Con los dedos apretados (que no es lo mismo que apretando dedos) crucé los Pirineos. Había dos rutas posibles: la de Valcarlos, que rodeaba un río, y la ruta de Napoleón, por encima de la montaña. Me pregunté quién escogería caminar al lado de un río cuando se puede seguir la ruta que tomó Napoleón. Luego entendí la respuesta. La gente sensata. Esos escogían el río.
La lluvia era diminuta pero era de la que no para, o sea de la peor calaña. La neblina fue tan súbita y tan envolvente que me quitó el pensamiento que me había dominado desde que empecé la etapa: que el hijo de Martin Sheen era muy bobo por haberse muerto en esa etapa (en la película The Way). Pero lo peor era el frío. Demasiado para pieles tropicales y particularmente para peregrinos poco preparados.
Habría sido otra cosa si ese lunes nos hubiera tocado sol. Nos habríamos asombrado con las vistas, pero a costa de la mística que ganamos en el lodo. Desde entonces los que escalamos la montaña el 29 de abril nos reconocíamos como supongo se reconocen los veteranos de guerra: solo con mirarnos a los ojos.

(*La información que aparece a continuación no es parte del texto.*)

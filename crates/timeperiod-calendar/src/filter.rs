// Copyright (c) 2025 Felix Kahle.
//
// Permission is hereby granted, free of charge, to any person obtaining
// a copy of this software and associated documentation files (the
// "Software"), to deal in the Software without restriction, including
// without limitation the rights to use, copy, modify, merge, publish,
// distribute, sublicense, and/or sell copies of the Software, and to
// permit persons to whom the Software is furnished to do so, subject to
// the following conditions:
//
// The above copyright notice and this permission notice shall be
// included in all copies or substantial portions of the Software.
//
// THE SOFTWARE IS PROVIDED "AS IS", WITHOUT WARRANTY OF ANY KIND,
// EXPRESS OR IMPLIED, INCLUDING BUT NOT LIMITED TO THE WARRANTIES OF
// MERCHANTABILITY, FITNESS FOR A PARTICULAR PURPOSE AND
// NONINFRINGEMENT. IN NO EVENT SHALL THE AUTHORS OR COPYRIGHT HOLDERS BE
// LIABLE FOR ANY CLAIM, DAMAGES OR OTHER LIABILITY, WHETHER IN AN ACTION
// OF CONTRACT, TORT OR OTHERWISE, ARISING FROM, OUT OF OR IN CONNECTION
// WITH THE SOFTWARE OR THE USE OR OTHER DEALINGS IN THE SOFTWARE.

//! # Calendar Filters
//!
//! `CalendarVisitorFilter` restricts which calendar units a visitor accepts.
//! Every dimension (years, months, days of month, weekdays, hours) is a set;
//! an empty set accepts every value. Exclusion periods reject any unit they
//! overlap.
//!
//! `CalendarPeriodCollectorFilter` extends the base filter with collecting
//! ranges that tell the collector what to emit below the current level:
//! month ranges inside a year, day ranges inside a month and hour ranges
//! (optionally per weekday) inside a day.

use crate::{
    error::CalendarError,
    range::{DayHourRange, DayRange, HourRange, MonthRange},
};
use chrono::Weekday;
use fixedbitset::FixedBitSet;
use rustc_hash::FxHashSet;
use timeperiod_core::period::{TimePeriod, TimeRange};
use timeperiod_timeline::collection::TimePeriodCollection;

const WORKING_DAYS: [Weekday; 5] = [
    Weekday::Mon,
    Weekday::Tue,
    Weekday::Wed,
    Weekday::Thu,
    Weekday::Fri,
];

const WEEKEND_DAYS: [Weekday; 2] = [Weekday::Sat, Weekday::Sun];

#[inline]
fn weekday_bit(weekday: Weekday) -> usize {
    weekday.num_days_from_monday() as usize
}

/// Filter applied by calendar visitors.
///
/// # Examples
///
/// ```rust
/// use chrono::Weekday;
/// use timeperiod_calendar::filter::CalendarVisitorFilter;
///
/// let mut filter = CalendarVisitorFilter::new();
/// filter.add_working_weekdays();
/// filter.add_month(1).unwrap();
///
/// assert!(filter.matches_weekday(Weekday::Fri));
/// assert!(!filter.matches_weekday(Weekday::Sun));
/// assert!(filter.matches_month(1));
/// assert!(!filter.matches_month(2));
/// // Unrestricted dimensions accept everything.
/// assert!(filter.matches_year(1999));
/// ```
#[derive(Clone, Debug)]
pub struct CalendarVisitorFilter {
    exclude_periods: TimePeriodCollection<TimeRange>,
    years: FxHashSet<i32>,
    months: FixedBitSet,
    days: FixedBitSet,
    weekdays: FixedBitSet,
    hours: FixedBitSet,
}

impl Default for CalendarVisitorFilter {
    fn default() -> Self {
        Self::new()
    }
}

impl CalendarVisitorFilter {
    pub fn new() -> Self {
        Self {
            exclude_periods: TimePeriodCollection::new(),
            years: FxHashSet::default(),
            months: FixedBitSet::with_capacity(13),
            days: FixedBitSet::with_capacity(32),
            weekdays: FixedBitSet::with_capacity(7),
            hours: FixedBitSet::with_capacity(24),
        }
    }

    #[inline]
    pub fn exclude_periods(&self) -> &TimePeriodCollection<TimeRange> {
        &self.exclude_periods
    }

    /// Excludes every calendar unit overlapping `period`.
    #[inline]
    pub fn add_exclude_period(&mut self, period: &dyn TimePeriod) {
        self.exclude_periods.push(period.to_range());
    }

    #[inline]
    pub fn add_year(&mut self, year: i32) {
        self.years.insert(year);
    }

    pub fn add_month(&mut self, month: u32) -> Result<(), CalendarError> {
        if !(1..=12).contains(&month) {
            return Err(CalendarError::MonthOutOfRange { month });
        }
        self.months.insert(month as usize);
        Ok(())
    }

    /// Adds a day of the month (1..=31).
    pub fn add_day(&mut self, day: u32) -> Result<(), CalendarError> {
        if !(1..=31).contains(&day) {
            return Err(CalendarError::DayOfMonthOutOfRange { day });
        }
        self.days.insert(day as usize);
        Ok(())
    }

    #[inline]
    pub fn add_weekday(&mut self, weekday: Weekday) {
        self.weekdays.insert(weekday_bit(weekday));
    }

    /// Adds Monday through Friday.
    pub fn add_working_weekdays(&mut self) {
        for weekday in WORKING_DAYS {
            self.add_weekday(weekday);
        }
    }

    /// Adds Saturday and Sunday.
    pub fn add_weekend_weekdays(&mut self) {
        for weekday in WEEKEND_DAYS {
            self.add_weekday(weekday);
        }
    }

    /// Adds an hour of the day (0..=23).
    pub fn add_hour(&mut self, hour: u32) -> Result<(), CalendarError> {
        if hour > 23 {
            return Err(CalendarError::HourOutOfRange { hour });
        }
        self.hours.insert(hour as usize);
        Ok(())
    }

    /// Removes every restriction, exclusion periods included.
    pub fn clear(&mut self) {
        self.exclude_periods.clear();
        self.years.clear();
        self.months.clear();
        self.days.clear();
        self.weekdays.clear();
        self.hours.clear();
    }

    #[inline]
    pub fn has_year_filter(&self) -> bool {
        !self.years.is_empty()
    }

    #[inline]
    pub fn has_month_filter(&self) -> bool {
        self.months.count_ones(..) > 0
    }

    #[inline]
    pub fn has_day_filter(&self) -> bool {
        self.days.count_ones(..) > 0
    }

    #[inline]
    pub fn has_weekday_filter(&self) -> bool {
        self.weekdays.count_ones(..) > 0
    }

    #[inline]
    pub fn has_hour_filter(&self) -> bool {
        self.hours.count_ones(..) > 0
    }

    #[inline]
    pub fn matches_year(&self, year: i32) -> bool {
        !self.has_year_filter() || self.years.contains(&year)
    }

    #[inline]
    pub fn matches_month(&self, month: u32) -> bool {
        !self.has_month_filter() || self.months.contains(month as usize)
    }

    #[inline]
    pub fn matches_day(&self, day: u32) -> bool {
        !self.has_day_filter() || self.days.contains(day as usize)
    }

    #[inline]
    pub fn matches_weekday(&self, weekday: Weekday) -> bool {
        !self.has_weekday_filter() || self.weekdays.contains(weekday_bit(weekday))
    }

    #[inline]
    pub fn matches_hour(&self, hour: u32) -> bool {
        !self.has_hour_filter() || self.hours.contains(hour as usize)
    }

    /// Years in the filter, in ascending order.
    pub fn years(&self) -> Vec<i32> {
        let mut years: Vec<i32> = self.years.iter().copied().collect();
        years.sort_unstable();
        years
    }

    pub fn months(&self) -> impl Iterator<Item = u32> + '_ {
        self.months.ones().map(|bit| bit as u32)
    }

    pub fn days(&self) -> impl Iterator<Item = u32> + '_ {
        self.days.ones().map(|bit| bit as u32)
    }

    pub fn hours(&self) -> impl Iterator<Item = u32> + '_ {
        self.hours.ones().map(|bit| bit as u32)
    }
}

/// Visitor filter plus the ranges a `CalendarPeriodCollector` emits.
#[derive(Clone, Debug, Default)]
pub struct CalendarPeriodCollectorFilter {
    base: CalendarVisitorFilter,
    collecting_months: Vec<MonthRange>,
    collecting_days: Vec<DayRange>,
    collecting_hours: Vec<HourRange>,
    collecting_day_hours: Vec<DayHourRange>,
}

impl CalendarPeriodCollectorFilter {
    #[inline]
    pub fn new() -> Self {
        Self::default()
    }

    #[inline]
    pub fn visitor_filter(&self) -> &CalendarVisitorFilter {
        &self.base
    }

    #[inline]
    pub fn visitor_filter_mut(&mut self) -> &mut CalendarVisitorFilter {
        &mut self.base
    }

    #[inline]
    pub fn collecting_months(&self) -> &[MonthRange] {
        &self.collecting_months
    }

    #[inline]
    pub fn collecting_days(&self) -> &[DayRange] {
        &self.collecting_days
    }

    #[inline]
    pub fn collecting_hours(&self) -> &[HourRange] {
        &self.collecting_hours
    }

    #[inline]
    pub fn collecting_day_hours(&self) -> &[DayHourRange] {
        &self.collecting_day_hours
    }

    #[inline]
    pub fn add_collecting_months(&mut self, range: MonthRange) {
        self.collecting_months.push(range);
    }

    #[inline]
    pub fn add_collecting_days(&mut self, range: DayRange) {
        self.collecting_days.push(range);
    }

    #[inline]
    pub fn add_collecting_hours(&mut self, range: HourRange) {
        self.collecting_hours.push(range);
    }

    #[inline]
    pub fn add_collecting_day_hours(&mut self, range: DayHourRange) {
        self.collecting_day_hours.push(range);
    }

    /// Clears the base filter and every collecting range.
    pub fn clear(&mut self) {
        self.base.clear();
        self.collecting_months.clear();
        self.collecting_days.clear();
        self.collecting_hours.clear();
        self.collecting_day_hours.clear();
    }
}

impl From<CalendarVisitorFilter> for CalendarPeriodCollectorFilter {
    fn from(base: CalendarVisitorFilter) -> Self {
        Self {
            base,
            ..Self::default()
        }
    }
}

impl AsRef<CalendarVisitorFilter> for CalendarPeriodCollectorFilter {
    fn as_ref(&self) -> &CalendarVisitorFilter {
        &self.base
    }
}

En mi diario del Camino (la primera vez no llevé y aprendí la lección) anoté que la primera etapa no fue acerca de caminar sino de padecer. Claro que el padecimiento es una constante del Camino. Es omnipresente al punto de hacerse invisible. La condición esencial del peregrino. Y aún así hoy me es difícil recordar momentos de dolor o de temor; momentos que quedaron claramente consignados en el diario. ¿Podré seguir con estos zapatos? (eventualmente tuve que comprar otros), este dolor en la rodilla, ¿será fatiga o lesión? Es el sufrimiento inevitable, la preocupación permanente. Pero eso no es lo que queda en la mente: en la mente queda la euforia, el asombro, la amistad.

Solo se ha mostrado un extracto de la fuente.